No início da segunda quinzena deste mês, o Tesouro vendeu apenas 79,2% dos títulos indexados ao IPCA (NTNs-B) e o lote integral de LFTs, corrigidas pela Selic, em meio ao recrudescimento das críticas do presidente Lula e de dirigentes do PT às taxas de juros e à política de metas de inflação. O leilão de prefixados, títulos geralmente comprados pelos estrangeiros, colocou 92,3% das LTNs e o lote integral das NTNs-F. Já na semana passada, quando houve apenas um leilão por conta do feriado de Carnaval, foram vendidas somente 67,3% das NTNs-F e todas as LTNs. A renovada perspectiva de elevação dos juros nos Estados Unidos teria afastado o investidor estrangeiro dos papéis brasileiros, assim como está reduzindo a presença do capital externo na bolsa.

Cálculos da Necton Investimentos mencionados pelo Valor (24/2) indicam que, se o ritmo de emissão de títulos do Tesouro Nacional dos últimos 12 leilões for mantido até o fim do ano, apenas 61% da dívida mobiliária vencida seriam renegociadas; e o colchão de liquidez seria esvaziado em R$ 509 bilhões, fechando o ano com R$ 666 bilhões. O valor é suficiente para cobrir 7,1 meses de vencimento, menos do que os 8,4 meses do fim de 2022, mas ainda assim acima dos três meses de limite considerado prudencial.

No ano passado, que já foi relativamente turbulento com gastos fiscais movidos pelos interesses eleitoreiros e as dúvidas geradas pelas eleições, 83% dos vencimentos foram renegociados.
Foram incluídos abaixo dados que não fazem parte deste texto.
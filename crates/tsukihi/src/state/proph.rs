//! Prophylaxis state: per-OI line pointers, toxicity, resistance.

use serde::{Deserialize, Serialize};

use crate::types::{ProphToxKind, ProphType};

/// Prophylaxis state group. All vectors are parallel to the OI catalogue.
#[derive(Debug, Clone, Serialize, Deserialize)]
pub struct ProphState {
    /// Patient may ever receive prophylaxis.
    pub may_receive: bool,
    pub non_compliant: bool,
    /// Number of prophs currently taken.
    pub total_on: u32,
    pub on_proph: Vec<bool>,
    /// Valid while `on_proph` holds.
    pub proph_type: Vec<ProphType>,
    pub proph_line: Vec<usize>,
    pub month_started: Vec<Option<u32>>,
    /// Next line pointer per OI, if one remains.
    pub next_line: Vec<Option<(ProphType, usize)>>,
    /// Worst toxicity accrued per OI.
    pub toxicity: Vec<ProphToxKind>,
    pub resistant: Vec<bool>,
    /// Lines ever taken, per OI and proph type.
    pub ever_taken: Vec<[bool; ProphType::COUNT]>,
}

impl ProphState {
    pub fn new(oi_count: usize) -> Self {
        Self {
            may_receive: true,
            non_compliant: false,
            total_on: 0,
            on_proph: vec![false; oi_count],
            proph_type: vec![ProphType::Primary; oi_count],
            proph_line: vec![0; oi_count],
            month_started: vec![None; oi_count],
            next_line: vec![Some((ProphType::Primary, 0)); oi_count],
            toxicity: vec![ProphToxKind::None; oi_count],
            resistant: vec![false; oi_count],
            ever_taken: vec![[false; ProphType::COUNT]; oi_count],
        }
    }

    /// Months on the current proph for an OI.
    pub fn months_on(&self, oi: usize, month: u32) -> u32 {
        match self.month_started[oi] {
            Some(start) if self.on_proph[oi] => month.saturating_sub(start),
            _ => 0,
        }
    }
}

#[cfg(test)]
mod tests {
    use super::*;

    #[test]
    fn test_new_has_primary_next_lines() {
        let ps = ProphState::new(2);
        assert_eq!(ps.next_line[0], Some((ProphType::Primary, 0)));
        assert_eq!(ps.total_on, 0);
    }

    #[test]
    fn test_months_on_requires_active() {
        let mut ps = ProphState::new(1);
        ps.month_started[0] = Some(3);
        assert_eq!(ps.months_on(0, 10), 0);
        ps.on_proph[0] = true;
        assert_eq!(ps.months_on(0, 10), 7);
    }
}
Foram rolados 91% dos papéis com taxa flutuante, 90% dos corrigidos por índice de preço e 73% dos prefixados. O colchão de liquidez, que começou o ano em R$ 1,186 trilhão, terminou R$ 10 bilhões menor, em R$ 1,176 trilhão, abastecido principalmente por R$ 95 bilhões de retorno de bancos públicos, R$ 73 bilhões de resultado do Banco Central, e R$ 87 bilhões em dividendos de estatais. O Tesouro não emitiu nenhum título no mercado internacional, pela primeira vez desde 2015. Ao fim do ano, a dívida mobiliária havia crescido 6% no período para R$ 5,95 trilhões, sem contar o R$ 1 trilhão girado diariamente em operações compromissadas pelo Banco Central (BC) para regular a liquidez.
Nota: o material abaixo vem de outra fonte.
impl CostCategory {
    pub const COUNT: usize = 4;
    pub const ALL: [CostCategory; 4] = [
        CostCategory::DirectMedical,
        CostCategory::DirectNonMedical,
        CostCategory::Time,
        CostCategory::Indirect,
    ];

    pub fn index(&self) -> usize {
        *self as usize
    }

    pub fn label(&self) -> &'static str {
        match self {
            CostCategory::DirectMedical => "Direct Medical",
            CostCategory::DirectNonMedical => "Direct Nonmedical",
            CostCategory::Time => "Time",
            CostCategory::Indirect => "Indirect",
        }
    }
}

/// Cost subgroups evaluated once per month.
#[derive(Debug, Clone, Copy, PartialEq, Eq, Hash, Serialize, Deserialize)]
pub enum CostSubgroup {
    HivNegative,
    PreLinkage,
    PreArtInCare,
    OnArt,
    LtfuAfterArt,
    LtfuNeverArt,
    ReturnedToCare,
    OnArtNeverLost,
    OnArtFirstSixMonths,
    OnFirstLineArt,
    OnLaterLineArt,
}

impl CostSubgroup {
    pub const COUNT: usize = 11;
    pub const ALL: [CostSubgroup; 11] = [
        CostSubgroup::HivNegative,
        CostSubgroup::PreLinkage,
        CostSubgroup::PreArtInCare,
        CostSubgroup::OnArt,
        CostSubgroup::LtfuAfterArt,
        CostSubgroup::LtfuNeverArt,
        CostSubgroup::ReturnedToCare,
        CostSubgroup::OnArtNeverLost,
        CostSubgroup::OnArtFirstSixMonths,
        CostSubgroup::OnFirstLineArt,
        CostSubgroup::OnLaterLineArt,
    ];

    pub fn index(&self) -> usize {
        *self as usize
    }

    pub fn label(&self) -> &'static str {
        match self {
            CostSubgroup::HivNegative => "HIV-",
            CostSubgroup::PreLinkage => "HIV+ Pre Linkage",
            CostSubgroup::PreArtInCare => "HIV+ Pre ART In Care",
            CostSubgroup::OnArt => "On ART",
            CostSubgroup::LtfuAfterArt => "LTFU After ART",
            CostSubgroup::LtfuNeverArt => "LTFU Never had ART",
            CostSubgroup::ReturnedToCare => "RTC",
            CostSubgroup::OnArtNeverLost => "On ART Never Lost",
            CostSubgroup::OnArtFirstSixMonths => "On ART first 6 mths",
            CostSubgroup::OnFirstLineArt => "On 1st Line ART",
            CostSubgroup::OnLaterLineArt => "On 2nd Line or Higher ART",
        }
    }
}

/// True TB disease state.
#[derive(Debug, Clone, Copy, PartialEq, Eq, Hash, Serialize, Deserialize)]
pub enum TbState {
    Uninfected,
    Latent,
    ActivePulmonary,
    ActiveExtrapulmonary,
    PreviouslyTreated,
    TreatmentDefault,
}

impl TbState {
    pub const COUNT: usize = 6;

    pub fn index(&self) -> usize {
        *self as usize
    }

    pub fn is_active(&self) -> bool {
        matches!(self, TbState::ActivePulmonary | TbState::ActiveExtrapulmonary)
    }

    pub fn has_history(&self) -> bool {
        matches!(self, TbState::PreviouslyTreated | TbState::TreatmentDefault)
    }

    pub fn label(&self) -> &'static str {
        match self {
            TbState::Uninfected => "Uninfected",
            TbState::Latent => "Latent",
            TbState::ActivePulmonary => "Active Pulmonary",
            TbState::ActiveExtrapulmonary => "Active Extrapulmonary",
            TbState::PreviouslyTreated => "Previously Treated",
            TbState::TreatmentDefault => "Treatment Default",
        }
    }
}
Outros indicadores mostram a piora no perfil da dívida mobiliária brasileira. Entre o fim de 2021 e o mesmo período de 2022, os papéis com taxa flutuante aumentaram de 36,83% para 38,25% do total; e os vinculados a índice de preço, saíram de 29,3% para 30,3%. Já os prefixados diminuíram de 28,9% para 27%.
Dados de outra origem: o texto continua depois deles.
/// Severe (non-stopping) toxicity or a scheduled switch moves the
/// patient to the next sub-regimen.
fn evaluate_sub_regimen_switch(ctx: &mut UpdaterCtx) {
    let month = ctx.month();
    let art = &ctx.patient.art;
    if !art.on_art {
        return;
    }
    let line = &ctx.sim.art.lines[art.curr_line];
    let sub = art.curr_sub_regimen;
    let months_on_sub = month.saturating_sub(art.month_of_sub_regimen_start);
    let scheduled = line.sub_regimens[sub]
        .months_to_switch
        .is_some_and(|m| months_on_sub >= m);
    if !scheduled && !art.has_severe_toxicity {
        return;
    }
    if sub + 1 < line.sub_regimens.len() {
        let art = &mut ctx.patient.art;
        art.curr_sub_regimen += 1;
        art.month_of_sub_regimen_start = month;
        art.has_severe_toxicity = false;
        let new_sub = art.curr_sub_regimen;
        let line_idx = art.curr_line;
        roll_toxicity_templates(ctx, line_idx, new_sub);
        ctx.trace(format!("ART SUBREGIMEN SWITCH to {}", new_sub));
    } else {
        ctx.patient.art.has_severe_toxicity = false;
    }
}

/// ART start policy, evaluated for the next available regimen.
fn evaluate_art_start(ctx: &mut UpdaterCtx) {
    let month = ctx.month();
    let art = &ctx.patient.art;
    if art.on_art || !art.may_receive {
        return;
    }
    if art.sti_state == StiState::Interrupted {
        return;
    }
    let line_idx = match art.next_line {
        Some(l) => l,
        None => return,
    };
    let policy = ctx.sim.treatment.start_policy(line_idx);
    let monitoring = &ctx.patient.monitoring;

    if month < policy.min_month {
        return;
    }
    if policy.max_month.is_some_and(|m| month > m) {
        return;
    }
    if let Some(cooldown) = policy.months_since_prev_stop {
        let since = art.month_of_prev_stop.map(|m| month - m).unwrap_or(u32::MAX);
        if since < cooldown {
            return;
        }
    }
    if let Some(max) = policy.max_cd4 {
        match monitoring.observed_cd4 {
            Some(cd4) if cd4 <= max => {}
            _ => return,
        }
    }
    if let Some(min) = policy.min_cd4 {
        match monitoring.observed_cd4 {
            Some(cd4) if cd4 >= min => {}
            _ => return,
        }
    }
    if let Some(min_hvl) = policy.min_hvl {
        match monitoring.observed_hvl {
            Some(hvl) if hvl >= min_hvl => {}
            _ => return,
        }
    }
    if let Some(min_ois) = policy.min_observed_ois {
        let total: u32 = monitoring.observed_ois_total.iter().sum();
        if total < min_ois {
            return;
        }
    }
    if policy.require_severe_oi_history {
        let any_severe = (0..ctx.sim.oi_count()).any(|oi| {
            ctx.sim.nat_hist.ois[oi].severity == OiSeverity::Severe
                && monitoring.observed_ois_total[oi] > 0
        });
        if !any_severe {
            return;
        }
    }
    let resupp = ctx.patient.art.next_is_resuppression;
    start_art_regimen(ctx, line_idx, resupp);
}

/// Initiate a regimen: response draw, efficacy roll, slopes, envelopes,
/// toxicity template rolls.
pub(crate) fn start_art_regimen(ctx: &mut UpdaterCtx, line_idx: usize, resuppression: bool) {
    let month = ctx.month();
    let line: ArtLineInputs = ctx.sim.art.lines[line_idx].clone();

    {
        let art = &mut ctx.patient.art;
        art.on_art = true;
        art.on_resuppression = resuppression;
        art.curr_line = line_idx;
        art.curr_sub_regimen = 0;
        art.month_of_regimen_start = month;
        art.month_of_sub_regimen_start = month;
        art.has_taken_art = true;
        art.taken_by_line[line_idx] = true;
        if art.month_first_art.is_none() {
            art.month_first_art = Some(month);
        }
        art.next_line = None;
        art.next_is_resuppression = false;
        art.had_success_on_regimen = false;
        art.month_of_initial_success = None;
        art.observed_failure = false;
        art.observed_failure_type = None;
        art.failed_cd4_tests = 0;
        art.failed_hvl_tests = 0;
        art.failed_oi_events = 0;
        art.has_major_toxicity = false;
        art.has_chronic_tox_switch = false;
        art.has_severe_toxicity = false;
        art.observed_hvl_at_start = ctx.patient.monitoring.observed_hvl;
        art.max_observed_cd4_on_art = ctx.patient.monitoring.observed_cd4.unwrap_or(0.0);
        art.max_observed_cd4_percentage_on_art =
            ctx.patient.monitoring.observed_cd4_percentage.unwrap_or(0.0);
        art.min_observed_hvl_on_art = None;
        for count in art.observed_ois_since_fail_or_stop.iter_mut() {
            *count = 0;
        }
        art.sti_interruptions_on_regimen = 0;
    }

    // Patient-regimen response logit.
    let base = match line.response_logit_distribution {
        LogitDistribution::Normal => ctx
            .patient
            .rng
            .gaussian(line.response_logit.mean, line.response_logit.std_dev),
        LogitDistribution::TruncatedNormal => ctx
            .patient
            .rng
            .gaussian_non_negative(line.response_logit.mean, line.response_logit.std_dev),
        LogitDistribution::SquaredNormal => {
            let v = ctx
                .patient
                .rng
                .gaussian_non_negative(line.response_logit.mean, line.response_logit.std_dev);
            v * v
        }
    };
    let pre_increment = ctx.patient.general.baseline_logit + base;
    let with_increment = pre_increment + line.response_logit_increment;
    {
        let art = &mut ctx.patient.art;
        art.response_logit_pre_increment = pre_increment;
        art.response_logit_base = with_increment;
        art.month_increment_ends = line
            .response_increment_duration
            .map(|d| month + d);
    }
    let mut logit = with_increment;
    if ctx.patient.general.on_intervention {
        logit += ctx.patient.general.intervention_logit_increment;
    }
    ctx.set_curr_art_response(logit);

    // Initial efficacy.
    let prob_success = if resuppression {
        ctx.patient.art.prob_resuppression
    } else {
        ctx.patient.art.prob_initial_efficacy
    };
    if ctx.patient.rng.event(prob_success) {
        ctx.set_art_efficacy(ArtEfficacy::Success);
        ctx.set_target_hvl(HvlStrata::VeryLow);
        install_slopes_and_envelopes(ctx, line_idx);
    } else {
        if resuppression {
            ctx.patient.art.failed_resuppressions += 1;
        }
        ctx.set_art_efficacy(ArtEfficacy::Failure);
        ctx.set_target_hvl(ctx.patient.disease.setpoint_hvl);
    }

    roll_toxicity_templates(ctx, line_idx, 0);
    ctx.stats.num_art_starts[line_idx] += 1;
    ctx.trace(format!(
        "ART {} START ({})",
        line_idx + 1,
        ctx.patient.art.efficacy.label()
    ));
}

/// Stage-0 slopes and envelope activation on a successful start.
fn install_slopes_and_envelopes(ctx: &mut UpdaterCtx, line_idx: usize) {
    let month = ctx.month();
    let early_childhood = ctx.sim.peds.enable
        && ctx
            .patient
            .peds
            .age_category
            .uses_cd4_percentage();
    if early_childhood {
        let slope = super::drug_efficacy::draw_cd4_percentage_slope(ctx, line_idx, 0);
        ctx.patient.art.cd4_percentage_slope = slope;
        let value = ctx.patient.disease.true_cd4_percentage;
        let art = &mut ctx.patient.art;
        if !art.overall_percentage_envelope.active {
            art.overall_percentage_envelope
                .activate(line_idx, month, value, slope);
        }
        art.indiv_percentage_envelope
            .activate(line_idx, month, value, slope);
    } else {
        let slope = super::drug_efficacy::draw_cd4_slope(ctx, line_idx, 0);
        ctx.patient.art.cd4_slope = slope;
        let value = ctx.patient.disease.true_cd4;
        let art = &mut ctx.patient.art;
        if !art.overall_envelope.active {
            art.overall_envelope.activate(line_idx, month, value, slope);
        }
        art.indiv_envelope.activate(line_idx, month, value, slope);
    }
}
O prazo médio dos títulos ficou relativamente estável em 3,9 anos, depois de ter chegado perto de 4,5 anos em 2016. O percentual de títulos que vence em 12 meses aumentou de 21% para 22,1%.

Por outro lado, as medidas de contenção da inflação, com a redução dos impostos dos combustíveis e outros bens, contribuíram para diminuir o custo médio do financiamento do estoque da dívida mobiliária, que terminou o ano em 10,2% ao ano no acumulado em 12 meses, ainda assim acima dos 8,9% de dezembro de 2021.

O perfil dos investidores segue concentrado nos institucionais. Diminuiu ligeiramente a participação das instituições financeiras entre 2021 e 2022, de 29,5% para 29,1%. Houve uma redução maior dos não residentes, de 10,6% para 9,4%. Os fundos ficaram estáveis em 24%. Aumentou a participação a previdência, de 21,7% para 22,8%; e das seguradoras, de 3,9% para 4%.

O secretário do Tesouro Nacional, Rogério Ceron, considera normal a volatilidade no início de um novo governo. Talvez por isso as pretensões do Plano Anual de Financiamento (PAF) sejam modestas. Uma das principais diretrizes é manter o colchão de liquidez para aguentar os solavancos. Se dá como certo o aumento dos títulos de taxas flutuantes em detrimento dos prefixados, dada a perspectiva de manutenção dos juros em patamar elevado. O Tesouro espera um horizonte mais favorável para a dívida mobiliária federal após a divulgação do novo regime fiscal e da reforma tributária.